The problem ::
Would you work out how many lines below include the word "load"? Only that number is wanted.
── Entries supplied ──
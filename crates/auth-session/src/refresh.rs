//! Single-flight token refresh.
//!
//! At most one refresh call is on the wire at any time. Every caller that
//! arrives while it is pending awaits the same shared future and observes the
//! same outcome. The slot is released before the outcome becomes visible, so
//! the next caller after settlement starts a fresh refresh.
//!
//! Each flight is stamped with the session epoch at start. Clearing or
//! replacing the session bumps the epoch; a flight that settles in a later
//! epoch does not touch the token holder.

use crate::error::{classify, AuthError, AuthOperation, AuthResult};
use crate::service::{AuthService, AuthTokens};
use crate::token_holder::TokenHolder;
use futures_util::future::{BoxFuture, FutureExt, Shared};
use parking_lot::Mutex;
use std::sync::atomic::{AtomicU64, Ordering};
use std::sync::{Arc, Weak};
use std::time::Duration;
use tracing::{debug, info, warn};

type RefreshFuture = Shared<BoxFuture<'static, AuthResult<AuthTokens>>>;

struct InFlight {
    id: u64,
    epoch: u64,
    future: RefreshFuture,
}

type Slot = Mutex<Option<InFlight>>;

/// Serializes refresh calls against one backend and one token holder.
pub struct RefreshCoordinator {
    service: Arc<dyn AuthService>,
    tokens: Arc<TokenHolder>,
    refresh_buffer: Duration,
    slot: Arc<Slot>,
    next_id: AtomicU64,
    epoch: Arc<AtomicU64>,
}

impl RefreshCoordinator {
    pub fn new(
        service: Arc<dyn AuthService>,
        tokens: Arc<TokenHolder>,
        refresh_buffer: Duration,
    ) -> Self {
        Self {
            service,
            tokens,
            refresh_buffer,
            slot: Arc::new(Mutex::new(None)),
            next_id: AtomicU64::new(0),
            epoch: Arc::new(AtomicU64::new(0)),
        }
    }

    /// Refresh only when the held token is missing or inside the buffer.
    ///
    /// Returns whether a refresh ran.
    pub async fn refresh_if_needed(&self) -> AuthResult<bool> {
        if !self.tokens.is_expiring_soon(self.refresh_buffer) {
            return Ok(false);
        }
        self.force_refresh().await.map(|_| true)
    }

    /// Refresh now, joining the in-flight refresh if there is one.
    pub async fn force_refresh(&self) -> AuthResult<AuthTokens> {
        self.refresh_in_flight().await.1
    }

    /// Like [`force_refresh`](Self::force_refresh), also returning the epoch
    /// the flight started in.
    pub(crate) async fn refresh_in_flight(&self) -> (u64, AuthResult<AuthTokens>) {
        let (epoch, future) = self.join_or_start();
        (epoch, future.await)
    }

    /// True while a refresh call is pending.
    pub fn is_refreshing(&self) -> bool {
        self.slot.lock().is_some()
    }

    /// Current session epoch.
    pub fn epoch(&self) -> u64 {
        self.epoch.load(Ordering::SeqCst)
    }

    /// Start a new epoch. Pending flights will not write their result.
    pub(crate) fn invalidate(&self) -> u64 {
        let _slot = self.slot.lock();
        self.epoch.fetch_add(1, Ordering::SeqCst) + 1
    }

    /// Start a new epoch only if the current one is `expected`.
    ///
    /// Exactly one caller wins per epoch.
    pub(crate) fn invalidate_if(&self, expected: u64) -> bool {
        let _slot = self.slot.lock();
        self.epoch
            .compare_exchange(expected, expected + 1, Ordering::SeqCst, Ordering::SeqCst)
            .is_ok()
    }

    fn join_or_start(&self) -> (u64, RefreshFuture) {
        let mut slot = self.slot.lock();
        if let Some(in_flight) = slot.as_ref() {
            debug!(refresh_id = in_flight.id, "Joining in-flight token refresh");
            return (in_flight.epoch, in_flight.future.clone());
        }

        let id = self.next_id.fetch_add(1, Ordering::Relaxed);
        let epoch = self.epoch();
        let future = run_refresh(
            id,
            epoch,
            Arc::clone(&self.service),
            Arc::clone(&self.tokens),
            Arc::clone(&self.epoch),
            Arc::downgrade(&self.slot),
        )
        .boxed()
        .shared();

        debug!(refresh_id = id, epoch, "Starting token refresh");
        *slot = Some(InFlight {
            id,
            epoch,
            future: future.clone(),
        });
        (epoch, future)
    }
}

async fn run_refresh(
    id: u64,
    started_epoch: u64,
    service: Arc<dyn AuthService>,
    tokens: Arc<TokenHolder>,
    epoch: Arc<AtomicU64>,
    slot: Weak<Slot>,
) -> AuthResult<AuthTokens> {
    let result = service.refresh(None).await;

    // Epoch changes take the slot lock, so holding it makes the check and the
    // holder write atomic with respect to a concurrent clear.
    let slot = slot.upgrade();
    let mut guard = slot.as_ref().map(|slot| slot.lock());
    if let Some(current) = guard.as_deref_mut() {
        if current.as_ref().is_some_and(|in_flight| in_flight.id == id) {
            *current = None;
        }
    }

    match result {
        Ok(new_tokens) => {
            if epoch.load(Ordering::SeqCst) != started_epoch {
                warn!(refresh_id = id, "Session changed during refresh, discarding new token");
                return Err(AuthError::SessionCleared);
            }
            tokens.set_token(new_tokens.access_token.clone(), new_tokens.expires_in);
            info!(
                refresh_id = id,
                expires_in = new_tokens.expires_in,
                "Access token refreshed"
            );
            Ok(new_tokens)
        }
        Err(e) => {
            warn!(refresh_id = id, status = ?e.status, error = %e, "Token refresh failed");
            Err(classify(AuthOperation::Refresh, &e))
        }
    }
}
───
Exercise response ::
2